INTRODUCTION : Les alvéolites allergiques extrinsèques (AAE) sont des pneumopathies immunoallergiques résultant de l'inhalation d'un antigène auquel le sujet a été préalablement sensibilisé. Son incidence n'est pas connue. Les cas pédiatriques sont très rares. L’AAE représente moins de 2 % des pneumopathies interstitielles. Les pneumopathies par hypersensibilité les plus connues sont le poumon d’éleveur d’oiseau dû à l’inhalation de protéines aviaires et le poumon de fermier. OBSERVATION : enfant de sexe féminin, âgée de 12 ans, habitant en milieu rural, sans antécédents pathologiques particuliers, issue d’un mariage consanguin 1er degré, admise au service dans un tableau de bronchopneumopathie dyspnéisante trainante. La symptomatologie était faite d’une toux productive, une dyspnée d’effort puis de décubitus, des arthralgies diffuses dans un contexte fébrile et d’altération de l’état général. Un traitement antituberculeux a été démarré devant la pneumopathie persistante et le syndrome interstitiel à la radiographie thoracique sans preuve bactériologique, mais sans aucune amélioration. L’examen clinique à l’admission retrouvait un enfant ayant un bon développement staturo-pondéral, des signes d’insuffisance cardiaque globale et un hippocratisme digital. L’auscultation cardio-pulmonaire objectivait des râles crépitants bilatéraux et un bruit de galop. La radiographie thoracique de face objectivait un syndrome interstitiel diffus, des adénopathies médiastinales et cardiomégalie. La TDM thoracique avait montré une atteinte interstitielle en faveur d’une fibrose pulmonaire interstitielle associée à des adénopathies médiastinales. On retrouvait à l’échocoeur une HTAP importante et un ventricule droit très dilaté. La fibroscopie bronchique n’a pas été concluante et on retrouvait à la biopsie transbronchique étagée des remaniements fibreux inflammatoires. Le bilan biologique avait éliminé une sarcoïdose, une maladie de système, un déficit immunitaire, une hémosidérose. La reprise de l’interrogatoire avait montré un contact avec les oiseaux.

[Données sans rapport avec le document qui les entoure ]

/// Node of the expression tree. Each node owns its arguments.
#[derive(Debug, Clone, Serialize, Deserialize)]
pub struct ExpressionNode {
    pub kind: NodeKind,
    pub args: Vec<ExpressionNode>,
    #[serde(default, skip_serializing_if = "Option::is_none")]
    data_type: Option<DataType>,
}

impl PartialEq for ExpressionNode {
    fn eq(&self, other: &Self) -> bool {
        self.kind == other.kind && self.args == other.args
    }
}

impl ExpressionNode {
    pub fn new(kind: NodeKind, args: Vec<ExpressionNode>) -> Self {
        Self {
            kind,
            args,
            data_type: None,
        }
    }

    pub fn constant(value: impl Into<Value>) -> Self {
        let value = value.into();
        let data_type = value.data_type();
        Self {
            kind: NodeKind::Constant(value),
            args: Vec::new(),
            data_type: Some(data_type),
        }
    }

    pub fn null() -> Self {
        Self::constant(Value::Null)
    }

    pub fn op(op: Operator, args: Vec<ExpressionNode>) -> Self {
        Self::new(NodeKind::Operator(op), args)
    }

    pub fn binary(op: Operator, left: ExpressionNode, right: ExpressionNode) -> Self {
        Self::op(op, vec![left, right])
    }

    pub fn function(fun: Function, args: Vec<ExpressionNode>) -> Self {
        Self::new(NodeKind::Function(fun), args)
    }

    pub fn reference(reference: Reference) -> Self {
        Self::new(NodeKind::Reference(reference), Vec::new())
    }

    pub fn cell(id: CellId) -> Self {
        Self::new(NodeKind::CellRef(id), Vec::new())
    }

    pub fn array(rows: u32, cols: u32, elements: Vec<ExpressionNode>) -> Self {
        debug_assert_eq!(rows as usize * cols as usize, elements.len());
        Self::new(NodeKind::Array(ArrayDescriptor::new(rows, cols)), elements)
    }

    pub fn make_array(rows: u32, cols: u32, elements: Vec<ExpressionNode>) -> Self {
        Self::new(NodeKind::MakeArray(ArrayDescriptor::new(rows, cols)), elements)
    }

    pub fn parent_section(inner: SectionId, expr: ExpressionNode) -> Self {
        Self::new(NodeKind::ParentSection(inner), vec![expr])
    }

    pub fn sub_section(section: SectionId, elements: Vec<ExpressionNode>) -> Self {
        Self::new(NodeKind::SubSection(section), elements)
    }

    pub fn let_in(name: impl Into<String>, value: ExpressionNode, body: ExpressionNode) -> Self {
        Self::new(NodeKind::Let(name.into()), vec![value, body])
    }

    pub fn var(name: impl Into<String>) -> Self {
        Self::new(NodeKind::LetVar(name.into()), Vec::new())
    }

    pub fn fold(
        def: FoldDef,
        seed: ExpressionNode,
        step: ExpressionNode,
        elements: Vec<ExpressionNode>,
    ) -> Self {
        let mut args = Vec::with_capacity(elements.len() + 2);
        args.push(seed);
        args.push(step);
        args.extend(elements);
        Self::new(NodeKind::Fold(def), args)
    }

    pub fn count(elements: Vec<ExpressionNode>) -> Self {
        Self::new(NodeKind::Count, elements)
    }

    pub fn data_type(&self) -> Option<DataType> {
        self.data_type
    }

    /// Records the inferred type. A type, once set, is never changed.
    pub fn set_data_type(&mut self, data_type: DataType) {
        debug_assert!(
            self.data_type.is_none() || self.data_type == Some(data_type),
            "data type of {self} changed from {:?} to {data_type:?}",
            self.data_type
        );
        if self.data_type.is_none() {
            self.data_type = Some(data_type);
        }
    }

    pub fn constant_value(&self) -> Option<&Value> {
        match &self.kind {
            NodeKind::Constant(v) => Some(v),
            _ => None,
        }
    }

    pub fn is_constant(&self) -> bool {
        matches!(self.kind, NodeKind::Constant(_))
    }

    /// Calls `f` for every cell referenced anywhere below (and including) this node.
    pub fn for_each_cell_ref(&self, f: &mut impl FnMut(CellId)) {
        if let NodeKind::CellRef(id) = self.kind {
            f(id);
        }
        for arg in &self.args {
            arg.for_each_cell_ref(f);
        }
    }

    /// Renders the node with a custom cell naming, e.g. the model's source identities.
    pub fn display_with<'a>(&'a self, names: &'a dyn Fn(CellId) -> String) -> impl fmt::Display + 'a {
        Printer { node: self, names }
    }
}

impl fmt::Display for ExpressionNode {
    fn fmt(&self, f: &mut fmt::Formatter<'_>) -> fmt::Result {
        let names = |id: CellId| format!("{id}");
        write_node(f, self, &names)
    }
}

struct Printer<'a> {
    node: &'a ExpressionNode,
    names: &'a dyn Fn(CellId) -> String,
}

impl fmt::Display for Printer<'_> {
    fn fmt(&self, f: &mut fmt::Formatter<'_>) -> fmt::Result {
        write_node(f, self.node, self.names)
    }
}

fn write_list(
    f: &mut fmt::Formatter<'_>,
    nodes: &[ExpressionNode],
    names: &dyn Fn(CellId) -> String,
) -> fmt::Result {
    for (i, node) in nodes.iter().enumerate() {
        if i > 0 {
            f.write_str(", ")?;
        }
        write_node(f, node, names)?;
    }
    Ok(())
}

fn write_grid(
    f: &mut fmt::Formatter<'_>,
    desc: &ArrayDescriptor,
    nodes: &[ExpressionNode],
    names: &dyn Fn(CellId) -> String,
) -> fmt::Result {
    let cols = (desc.cols as usize).max(1);
    for (r, row) in nodes.chunks(cols).enumerate() {
        if r > 0 {
            f.write_str("; ")?;
        }
        write_list(f, row, names)?;
    }
    Ok(())
}

fn write_node(
    f: &mut fmt::Formatter<'_>,
    node: &ExpressionNode,
    names: &dyn Fn(CellId) -> String,
) -> fmt::Result {
    let args = &node.args;
    match &node.kind {
        NodeKind::Constant(v) => write!(f, "{v}"),
        NodeKind::Operator(Operator::Neg) => {
            f.write_str("(-")?;
            write_list(f, args, names)?;
            f.write_str(")")
        }
        NodeKind::Operator(Operator::Percent) => {
            f.write_str("(")?;
            write_list(f, args, names)?;
            f.write_str("%)")
        }
        NodeKind::Operator(op) => {
            f.write_str("(")?;
            for (i, arg) in args.iter().enumerate() {
                if i > 0 {
                    match op {
                        Operator::Union => f.write_str(", ")?,
                        Operator::Intersect => f.write_str(" ")?,
                        _ => write!(f, " {} ", op.symbol())?,
                    }
                }
                write_node(f, arg, names)?;
            }
            f.write_str(")")
        }
        NodeKind::Function(fun) => {
            write!(f, "{fun}(")?;
            write_list(f, args, names)?;
            f.write_str(")")
        }
        NodeKind::Reference(r) => write!(f, "{r}"),
        NodeKind::CellRef(id) => f.write_str(&names(*id)),
        NodeKind::Array(desc) => {
            f.write_str("[")?;
            write_grid(f, desc, args, names)?;
            f.write_str("]")
        }
        NodeKind::MakeArray(desc) => {
            f.write_str("{")?;
            write_grid(f, desc, args, names)?;
            f.write_str("}")
        }
        NodeKind::ParentSection(_) => {
            f.write_str("PARENT(")?;
            write_list(f, args, names)?;
            f.write_str(")")
        }
        NodeKind::SubSection(id) => {
            write!(f, "SECTION{}(", id.index())?;
            write_list(f, args, names)?;
            f.write_str(")")
        }
        NodeKind::Let(name) => {
            write!(f, "LET({name} = ")?;
            write_node(f, &args[0], names)?;
            f.write_str("; ")?;
            write_node(f, &args[1], names)?;
            f.write_str(")")
        }
        NodeKind::LetVar(name) => f.write_str(name),
        NodeKind::Fold(def) => write_fold(f, "FOLD", def, None, args, names),
        NodeKind::FoldArray(def) => {
            write_fold(f, "FOLD_ARRAY", &def.fold, Some(&def.index), args, names)
        }
        NodeKind::DatabaseFold(def) => {
            write!(f, "DFOLD({} = ", def.fold.acc)?;
            write_node(f, &args[0], names)?;
            write!(f, "; {}: ", def.fold.elt)?;
            write_node(f, &args[1], names)?;
            write!(f, "; {}: ", def.columns.join(", "))?;
            write_node(f, &args[2], names)?;
            write!(f, "; #{}; ", def.folded_column + 1)?;
            write_filter(f, def.fold.filter)?;
            write_list(f, &args[3..], names)?;
            f.write_str(")")
        }
        NodeKind::Count => {
            f.write_str("_COUNT(")?;
            write_list(f, args, names)?;
            f.write_str(")")
        }
    }
}

fn write_fold(
    f: &mut fmt::Formatter<'_>,
    label: &str,
    def: &FoldDef,
    index: Option<&str>,
    args: &[ExpressionNode],
    names: &dyn Fn(CellId) -> String,
) -> fmt::Result {
    let label = if def.from_first {
        format!("{label}_FROM_FIRST")
    } else {
        label.to_string()
    };
    write!(f, "{label}({} = ", def.acc)?;
    write_node(f, &args[0], names)?;
    write!(f, "; {}", def.elt)?;
    if let Some(index) = index {
        write!(f, ", {index}")?;
    }
    f.write_str(": ")?;
    write_node(f, &args[1], names)?;
    f.write_str("; ")?;
    write_filter(f, def.filter)?;
    write_list(f, &args[2..], names)?;
    f.write_str(")")
}

fn write_filter(f: &mut fmt::Formatter<'_>, filter: FoldFilter) -> fmt::Result {
    match filter {
        FoldFilter::NonEmpty => Ok(()),
        FoldFilter::Numbers => f.write_str("numbers: "),
        FoldFilter::Logicals => f.write_str("logicals: "),
    }
}

#[cfg(test)]
mod tests {
    use super::*;

    #[test]
    fn prints_fully_parenthesized() {
        let e = ExpressionNode::binary(
            Operator::Add,
            ExpressionNode::constant(1),
            ExpressionNode::binary(
                Operator::Mul,
                ExpressionNode::constant(2),
                ExpressionNode::op(Operator::Neg, vec![ExpressionNode::constant(3)]),
            ),
        );
        assert_eq!(e.to_string(), "(1 + (2 * (-3)))");
    }

    #[test]
    fn prints_folds() {
        let fold = ExpressionNode::fold(
            FoldDef::new("acc", "xi").commutative(),
            ExpressionNode::constant(0),
            ExpressionNode::binary(
                Operator::Add,
                ExpressionNode::var("acc"),
                ExpressionNode::var("xi"),
            ),
            vec![ExpressionNode::constant(1), ExpressionNode::constant("a")],
        );
        assert_eq!(fold.to_string(), "FOLD(acc = 0; xi: (acc + xi); 1, \"a\")");

        let max = ExpressionNode::fold(
            FoldDef::new("acc", "xi").from_first().numbers(),
            ExpressionNode::constant(0),
            ExpressionNode::binary(
                Operator::Max,
                ExpressionNode::var("acc"),
                ExpressionNode::var("xi"),
            ),
            vec![ExpressionNode::constant(1)],
        );
        assert_eq!(
            max.to_string(),
            "FOLD_FROM_FIRST(acc = 0; xi: (acc _max_ xi); numbers: 1)"
        );
    }

    #[test]
    fn equality_ignores_inferred_types() {
        let mut a = ExpressionNode::var("x");
        a.set_data_type(DataType::Numeric);
        assert_eq!(a, ExpressionNode::var("x"));
    }
}
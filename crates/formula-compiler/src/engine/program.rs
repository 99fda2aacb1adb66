use formula_model::{
    AccessorPath, DataType, FoldFilter, Function, NumericType, Operator, Value, ValueType,
};
use serde::{Deserialize, Serialize};

/// Lowered expression. Cells are addressed by (section, slot); `LET` and fold variables by
/// local index within the slot being evaluated.
#[derive(Debug, Clone, PartialEq, Serialize, Deserialize)]
pub enum Code {
    Const(Value),
    /// Slot of `section`, read in the innermost frame of that section.
    Slot { section: u32, slot: u32 },
    Local(u32),
    Op(Operator, Vec<Code>),
    Call(Function, Vec<Code>),
    Array {
        rows: u32,
        cols: u32,
        items: Vec<Code>,
    },
    /// Evaluates `code` in the innermost frame of `section`, with the frames inside it popped.
    Outer { section: u32, code: Box<Code> },
    /// Evaluates `items` once per runtime row of `section`.
    Rows { section: u32, items: Vec<Code> },
    Let {
        local: u32,
        value: Box<Code>,
        body: Box<Code>,
    },
    Fold(Box<FoldCode>),
    DatabaseFold(Box<DatabaseFoldCode>),
    Count(Vec<Code>),
}

#[derive(Debug, Clone, PartialEq, Serialize, Deserialize)]
pub struct FoldCode {
    pub acc: u32,
    pub elt: u32,
    /// Bound to the 1-based element position; empty elements are kept when present.
    pub index: Option<u32>,
    pub from_first: bool,
    /// Elements the fold visits. Positional folds see every element.
    #[serde(default)]
    pub visits: FoldFilter,
    pub seed: Code,
    pub step: Code,
    pub elements: Vec<Code>,
}

#[derive(Debug, Clone, PartialEq, Serialize, Deserialize)]
pub struct DatabaseFoldCode {
    pub acc: u32,
    pub elt: u32,
    pub from_first: bool,
    #[serde(default)]
    pub visits: FoldFilter,
    pub columns: Vec<u32>,
    pub folded_column: u32,
    pub seed: Code,
    pub step: Code,
    pub filter: Code,
    pub rows: Vec<Code>,
}

#[derive(Debug, Clone, PartialEq, Serialize, Deserialize)]
pub enum SlotBody {
    /// Read from the frame's input object and coerced to the slot type.
    Input(AccessorPath),
    Value(Value),
    Code(Code),
}

#[derive(Debug, Clone, PartialEq, Serialize, Deserialize)]
pub struct SlotCode {
    /// Source identity of the cell.
    pub name: String,
    pub data_type: DataType,
    pub body: SlotBody,
    /// Number of locals `body` uses.
    pub locals: u32,
}

#[derive(Debug, Clone, PartialEq, Eq, Serialize, Deserialize)]
pub struct OutputCode {
    pub name: String,
    pub value_type: ValueType,
    pub slot: u32,
}

/// A repeating section exposed as an output of its parent.
#[derive(Debug, Clone, PartialEq, Eq, Serialize, Deserialize)]
pub struct RowsOutput {
    pub name: String,
    pub section: u32,
}

#[derive(Debug, Clone, PartialEq, Serialize, Deserialize)]
pub struct SectionCode {
    pub name: String,
    pub parent: Option<u32>,
    /// Accessor on the parent's record yielding this section's rows.
    pub rows: Option<AccessorPath>,
    pub slots: Vec<SlotCode>,
    pub outputs: Vec<OutputCode>,
    pub row_outputs: Vec<RowsOutput>,
}

/// Everything an [`crate::Engine`] needs; this is what gets persisted.
#[derive(Debug, Clone, PartialEq, Serialize, Deserialize)]
pub struct Program {
    pub numeric_type: NumericType,
    pub full_caching: bool,
    /// Indexed by section id; the root section comes first.
    pub sections: Vec<SectionCode>,
}

impl Program {
    pub(crate) fn section(&self, index: u32) -> Option<&SectionCode> {
        self.sections.get(index as usize)
    }

    pub(crate) fn slot(&self, section: u32, slot: u32) -> Option<&SlotCode> {
        self.section(section)?.slots.get(slot as usize)
    }

    /// Total number of slots over all sections.
    pub fn slot_count(&self) -> usize {
        self.sections.iter().map(|s| s.slots.len()).sum()
    }
}

impl SectionCode {
    pub(crate) fn output(&self, name: &str) -> Option<&OutputCode> {
        self.outputs.iter().find(|o| o.name == name)
    }

    pub(crate) fn row_output(&self, name: &str) -> Option<&RowsOutput> {
        self.row_outputs.iter().find(|o| o.name == name)
    }
}
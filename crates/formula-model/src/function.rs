use core::fmt;

use serde::{Deserialize, Serialize};

macro_rules! functions {
    ($($variant:ident => $name:literal),* $(,)?) => {
        /// Spreadsheet functions known to the compiler.
        #[derive(Debug, Clone, Copy, PartialEq, Eq, Hash, PartialOrd, Ord, Serialize, Deserialize)]
        pub enum Function {
            $($variant),*
        }

        impl Function {
            pub const ALL: &'static [Function] = &[$(Function::$variant),*];

            /// Canonical (upper-case) spreadsheet name.
            pub fn name(self) -> &'static str {
                match self {
                    $(Function::$variant => $name),*
                }
            }

            /// Case-insensitive lookup by spreadsheet name.
            pub fn from_name(name: &str) -> Option<Function> {
                let upper = name.to_ascii_uppercase();
                match upper.as_str() {
                    $($name => Some(Function::$variant),)*
                    _ => None,
                }
            }
        }
    };
}

functions! {
    // Aggregates, desugared into folds.
    Sum => "SUM",
    Product => "PRODUCT",
    Min => "MIN",
    Max => "MAX",
    Count => "COUNT",
    Average => "AVERAGE",
    SumSq => "SUMSQ",
    Var => "VAR",
    VarP => "VARP",
    StDev => "STDEV",
    StDevP => "STDEVP",
    And => "AND",
    Or => "OR",
    SumIf => "SUMIF",
    CountIf => "COUNTIF",
    // Database aggregates.
    DSum => "DSUM",
    DCount => "DCOUNT",
    DProduct => "DPRODUCT",
    DMin => "DMIN",
    DMax => "DMAX",
    DAverage => "DAVERAGE",
    DVar => "DVAR",
    DVarP => "DVARP",
    DStDev => "DSTDEV",
    DStDevP => "DSTDEVP",
    // Lookup.
    Match => "MATCH",
    Index => "INDEX",
    Choose => "CHOOSE",
    // Logic and information.
    If => "IF",
    Not => "NOT",
    True => "TRUE",
    False => "FALSE",
    Na => "NA",
    IsBlank => "ISBLANK",
    IsNumber => "ISNUMBER",
    IsText => "ISTEXT",
    N => "N",
    T => "T",
    // Math.
    Abs => "ABS",
    Round => "ROUND",
    RoundDown => "ROUNDDOWN",
    RoundUp => "ROUNDUP",
    Int => "INT",
    Trunc => "TRUNC",
    Mod => "MOD",
    Sqrt => "SQRT",
    Power => "POWER",
    Sign => "SIGN",
    Exp => "EXP",
    Ln => "LN",
    Log10 => "LOG10",
    Pi => "PI",
    // Text.
    Concatenate => "CONCATENATE",
    Left => "LEFT",
    Right => "RIGHT",
    Mid => "MID",
    Lower => "LOWER",
    Upper => "UPPER",
    Proper => "PROPER",
    Trim => "TRIM",
    Rept => "REPT",
    Substitute => "SUBSTITUTE",
    Replace => "REPLACE",
    Len => "LEN",
    Exact => "EXACT",
    Value => "VALUE",
}

impl Function {
    /// Functions whose result is always text.
    pub fn returns_text(self) -> bool {
        matches!(
            self,
            Function::Concatenate
                | Function::Left
                | Function::Right
                | Function::Mid
                | Function::Lower
                | Function::Upper
                | Function::Proper
                | Function::Trim
                | Function::Rept
                | Function::Substitute
                | Function::Replace
                | Function::T
        )
    }

    /// Aggregates over a table with a header row and a criteria range.
    pub fn is_database(self) -> bool {
        matches!(
            self,
            Function::DSum
                | Function::DCount
                | Function::DProduct
                | Function::DMin
                | Function::DMax
                | Function::DAverage
                | Function::DVar
                | Function::DVarP
                | Function::DStDev
                | Function::DStDevP
        )
    }

    /// Functions taking any number of (possibly range-shaped) arguments.
    pub fn is_aggregate(self) -> bool {
        matches!(
            self,
            Function::Sum
                | Function::Product
                | Function::Min
                | Function::Max
                | Function::Count
                | Function::Average
                | Function::SumSq
                | Function::Var
                | Function::VarP
                | Function::StDev
                | Function::StDevP
                | Function::And
                | Function::Or
        )
    }
}

impl fmt::Display for Function {
    fn fmt(&self, f: &mut fmt::Formatter<'_>) -> fmt::Result {
        f.write_str(self.name())
    }
}
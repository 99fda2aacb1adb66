//! Database aggregates (`DSUM`, `DCOUNT`, ...).
//!
//! `Dxxx(database, field, criteria)` becomes a [`NodeKind::DatabaseFold`] over the data rows of
//! `database`. The filter is an OR over the criteria rows of an AND over their non-empty cells.
//! Criteria cells without a compile-time value are bound by enclosing `LET`s and compared for
//! equality.

use formula_model::{
    ArrayDescriptor, DataType, DatabaseFoldDef, ExpressionNode, FoldDef, Function, NodeKind,
    Operator, Value,
};

use super::rules::{bin, call, criterion_test, num, squared_deviation, var, variance, RewriteRules};
use super::RuleContext;
use crate::error::{CompilerError, CompilerResult};
use crate::eval::parse_criterion;

pub(super) fn register(rules: &mut RewriteRules) {
    rules
        .insert(Function::DSum, d_sum)
        .insert(Function::DCount, d_count)
        .insert(Function::DProduct, d_product)
        .insert(Function::DMin, d_min)
        .insert(Function::DMax, d_max)
        .insert(Function::DAverage, d_average)
        .insert(Function::DVarP, d_var_p)
        .insert(Function::DVar, d_var)
        .insert(Function::DStDevP, d_st_dev_p)
        .insert(Function::DStDev, d_st_dev);
}

/// A database argument split into its parts.
struct Table<'a> {
    labels: Vec<String>,
    rows: &'a [ExpressionNode],
}

fn unsupported(message: impl Into<String>) -> CompilerError {
    CompilerError::unsupported(message)
}

fn grid(node: &ExpressionNode, what: &str) -> CompilerResult<ArrayDescriptor> {
    match node.kind {
        NodeKind::Array(desc) | NodeKind::MakeArray(desc) if desc.cols > 0 => Ok(desc),
        _ => Err(unsupported(format!("{what} must be a rectangular range"))),
    }
}

fn labels(cx: &RuleContext<'_>, cells: &[ExpressionNode], what: &str) -> CompilerResult<Vec<String>> {
    cells
        .iter()
        .map(|cell| match cx.constant_of(cell) {
            Some(Value::Text(label)) => Ok(label),
            _ => Err(unsupported(format!("{what} labels must be constant text"))),
        })
        .collect()
}

fn table<'a>(cx: &RuleContext<'_>, database: &'a ExpressionNode) -> CompilerResult<Table<'a>> {
    let width = grid(database, "database")?.cols as usize;
    if database.args.len() < width {
        return Err(unsupported("database has no label row"));
    }
    let (head, rows) = database.args.split_at(width);
    Ok(Table {
        labels: labels(cx, head, "database")?,
        rows,
    })
}

fn position(labels: &[String], label: &str) -> Option<usize> {
    labels.iter().position(|l| l.eq_ignore_ascii_case(label))
}

impl Table<'_> {
    /// Types of the first data row; a band contributes one row of `width` cells.
    fn column_types(&self) -> Vec<DataType> {
        let width = self.labels.len();
        let first_row: Vec<&ExpressionNode> = match self.rows.first() {
            Some(band) if matches!(band.kind, NodeKind::SubSection(_)) => band.args.iter().collect(),
            _ => self.rows.iter().take(width).collect(),
        };
        (0..width)
            .map(|i| {
                first_row
                    .get(i)
                    .and_then(|node| node.data_type())
                    .unwrap_or(DataType::Numeric)
            })
            .collect()
    }

    fn field(&self, cx: &RuleContext<'_>, field: &ExpressionNode) -> CompilerResult<usize> {
        let found = match cx.constant_of(field) {
            Some(Value::Text(label)) => position(&self.labels, &label),
            Some(Value::Number(n)) => n
                .to_i64()
                .filter(|&i| n.is_integer() && i >= 1 && (i as usize) <= self.labels.len())
                .map(|i| i as usize - 1),
            _ => return Err(unsupported("database field must be a constant label or index")),
        };
        found.ok_or_else(|| unsupported("database field does not name a column"))
    }
}

/// A database fold ready to be assembled, with the `LET`s its filter needs.
struct Query {
    columns: Vec<String>,
    column_types: Vec<DataType>,
    folded: usize,
    filter: ExpressionNode,
    bindings: Vec<(String, ExpressionNode)>,
    rows: Vec<ExpressionNode>,
}

fn query(cx: &mut RuleContext<'_>, args: &[ExpressionNode]) -> CompilerResult<Query> {
    let [database, field, criteria] = args else {
        return Err(unsupported("database functions take a database, a field and criteria"));
    };
    let table = table(cx, database)?;
    let folded = table.field(cx, field)?;
    let columns: Vec<String> = table.labels.iter().map(|_| cx.fresh("col")).collect();

    let criteria_width = grid(criteria, "criteria")?.cols as usize;
    if criteria.args.len() < criteria_width {
        return Err(unsupported("criteria have no label row"));
    }
    let (head, body) = criteria.args.split_at(criteria_width);
    let targets = labels(cx, head, "criteria")?
        .iter()
        .map(|label| {
            position(&table.labels, label)
                .ok_or_else(|| unsupported(format!("criteria column `{label}` is not in the database")))
        })
        .collect::<CompilerResult<Vec<usize>>>()?;

    let mut bindings = Vec::new();
    let mut alternatives = Vec::new();
    for row in body.chunks(criteria_width) {
        let mut tests = Vec::new();
        for (cell, &column) in row.iter().zip(&targets) {
            if matches!(cell.kind, NodeKind::SubSection(_)) {
                return Err(unsupported("criteria cannot span a repeating section"));
            }
            let subject = var(&columns[column]);
            match cx.constant_of(cell) {
                Some(value) => {
                    if let Some(criterion) = parse_criterion(&value) {
                        tests.push(criterion_test(&criterion, subject));
                    }
                }
                None => {
                    let name = cx.fresh("crit");
                    tests.push(bin(Operator::Eq, subject, var(&name)));
                    bindings.push((name, cell.clone()));
                }
            }
        }
        alternatives.push(
            tests
                .into_iter()
                .reduce(|a, b| bin(Operator::Min, a, b))
                .unwrap_or_else(|| num(1)),
        );
    }
    let filter = alternatives
        .into_iter()
        .reduce(|a, b| bin(Operator::Max, a, b))
        .unwrap_or_else(|| num(1));

    Ok(Query {
        column_types: table.column_types(),
        columns,
        folded,
        filter,
        bindings,
        rows: table.rows.to_vec(),
    })
}

impl Query {
    fn fold(
        self,
        cx: &mut RuleContext<'_>,
        seed: i64,
        def: fn(FoldDef) -> FoldDef,
        step: impl FnOnce(&str, &str) -> ExpressionNode,
    ) -> ExpressionNode {
        let acc = cx.fresh("acc");
        let elt = cx.fresh("xi");
        let step = step(&acc, &elt);
        let mut args = vec![num(seed), step, self.filter];
        args.extend(self.rows);
        let fold = ExpressionNode::new(
            NodeKind::DatabaseFold(DatabaseFoldDef {
                fold: def(FoldDef::new(acc, elt).numbers()),
                columns: self.columns,
                column_types: self.column_types,
                folded_column: self.folded,
            }),
            args,
        );
        self.bindings
            .into_iter()
            .rev()
            .fold(fold, |body, (name, value)| ExpressionNode::let_in(name, value, body))
    }
}

fn keep(def: FoldDef) -> FoldDef {
    def
}

fn d_sum(cx: &mut RuleContext<'_>, args: &[ExpressionNode]) -> CompilerResult<Option<ExpressionNode>> {
    let query = query(cx, args)?;
    Ok(Some(query.fold(cx, 0, keep, |acc, x| bin(Operator::Add, var(acc), var(x)))))
}

fn d_count(cx: &mut RuleContext<'_>, args: &[ExpressionNode]) -> CompilerResult<Option<ExpressionNode>> {
    let query = query(cx, args)?;
    Ok(Some(query.fold(cx, 0, keep, |acc, _| bin(Operator::Add, var(acc), num(1)))))
}

fn d_product(cx: &mut RuleContext<'_>, args: &[ExpressionNode]) -> CompilerResult<Option<ExpressionNode>> {
    let query = query(cx, args)?;
    Ok(Some(query.fold(cx, 0, FoldDef::from_first, |acc, x| {
        bin(Operator::Mul, var(acc), var(x))
    })))
}

fn d_min(cx: &mut RuleContext<'_>, args: &[ExpressionNode]) -> CompilerResult<Option<ExpressionNode>> {
    let query = query(cx, args)?;
    Ok(Some(query.fold(cx, 0, FoldDef::from_first, |acc, x| {
        bin(Operator::Min, var(acc), var(x))
    })))
}

fn d_max(cx: &mut RuleContext<'_>, args: &[ExpressionNode]) -> CompilerResult<Option<ExpressionNode>> {
    let query = query(cx, args)?;
    Ok(Some(query.fold(cx, 0, FoldDef::from_first, |acc, x| {
        bin(Operator::Max, var(acc), var(x))
    })))
}

fn d_average(_: &mut RuleContext<'_>, args: &[ExpressionNode]) -> CompilerResult<Option<ExpressionNode>> {
    Ok(Some(bin(
        Operator::Div,
        call(Function::DSum, args.to_vec()),
        call(Function::DCount, args.to_vec()),
    )))
}

fn d_variance(
    cx: &mut RuleContext<'_>,
    args: &[ExpressionNode],
    sample: bool,
) -> CompilerResult<Option<ExpressionNode>> {
    let squares = query(cx, args)?;
    Ok(Some(variance(
        cx,
        call(Function::DCount, args.to_vec()),
        call(Function::DSum, args.to_vec()),
        move |cx, mean| squares.fold(cx, 0, keep, |acc, x| squared_deviation(acc, x, mean)),
        sample,
    )))
}

fn d_var_p(cx: &mut RuleContext<'_>, args: &[ExpressionNode]) -> CompilerResult<Option<ExpressionNode>> {
    d_variance(cx, args, false)
}

fn d_var(cx: &mut RuleContext<'_>, args: &[ExpressionNode]) -> CompilerResult<Option<ExpressionNode>> {
    d_variance(cx, args, true)
}

fn d_st_dev_p(_: &mut RuleContext<'_>, args: &[ExpressionNode]) -> CompilerResult<Option<ExpressionNode>> {
    Ok(Some(call(Function::Sqrt, vec![call(Function::DVarP, args.to_vec())])))
}

fn d_st_dev(_: &mut RuleContext<'_>, args: &[ExpressionNode]) -> CompilerResult<Option<ExpressionNode>> {
    Ok(Some(call(Function::Sqrt, vec![call(Function::DVar, args.to_vec())])))
}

La sérologie de la maladie du poumon d’éleveur d’oiseaux avait objectivé des arcs spécifiques des antigènes de déjections et plumes de pigeons positifs. Le diagnostic évoqué est une alvéolite allergique extrinsèque de type poumon d’éleveur d’’oiseau. La patients était mise sous corticothérapie, digitaliques et anti-diurétiques mais malheureusement l’évolution était défavorable vu le retard diagnostique.

English Abstract

INTRODUCTION: Extrinsic allergic alveolitis, an immunoallergic pneumonitis, results from the inhalation of an antigen to which the subject has been previously sensitized. Its incidence is not known. Pediatric cases are very rare, representing less than 2% of interstitial pneumonitis. CASE REPORT: A 12-year-old female child, living in a rural area with no medical history, was admitted for persistent dyspnea. Symptomatology included a productive cough, dyspnea, diffuse arthralgia with fever and poor general condition. Anti-tuberculosis treatment was started at the persistent pneumonia and interstitial lung disease on chest X-rays without bacteriological evidence. It was without any improvement. Physical examination on admission found a child with a good height and weight development, signs of congestive heart failure and clubbing. Cardiopulmonary auscultation revealed bilateral rales and gallop. The chest X-ray showed diffuse interstitial syndrome, mediastinal lymphadenopathy and cardiomegaly. Chest CT revealed an interstitial disease for interstitial pulmonary fibrosis associated with mediastinal lymph nodes. Echocardiography showed significant PAH and a very dilated right ventricle. Bronchoscopy was not conclusive and stepped transbronchial biopsy found inflammatory fibrous alterations. Laboratory tests had eliminated sarcoidosis, systemic disease, immune deficiency, hemosiderosis. We have re-examined the patient and we found that there was contact with birds. Serology tests identifed birds components. The working diagnosis is extrinsic allergic alveolitis, bird breeder's lung category. The patient was placed under corticosteroids, digitalis and diuretics, but the evolution was unfavorable.

INTRODUCTION

Les alvéolites allergiques extrinsèques (AAE) sont des pneumopathies immunoallergiques résultant de l'inhalation d'un antigène auquel le sujet a été préalablement sensibilisé. Son incidence n'est pas connue. Les cas pédiatriques sont très rares (1, 2). L’AAE représentant moins de 2 % des pneumopathies interstitielles. Les pneumopathies par hypersensibilité les plus connues sont le poumon d’éleveur d’oiseau dû à l’inhalation de protéines aviaires et le poumon de fermier.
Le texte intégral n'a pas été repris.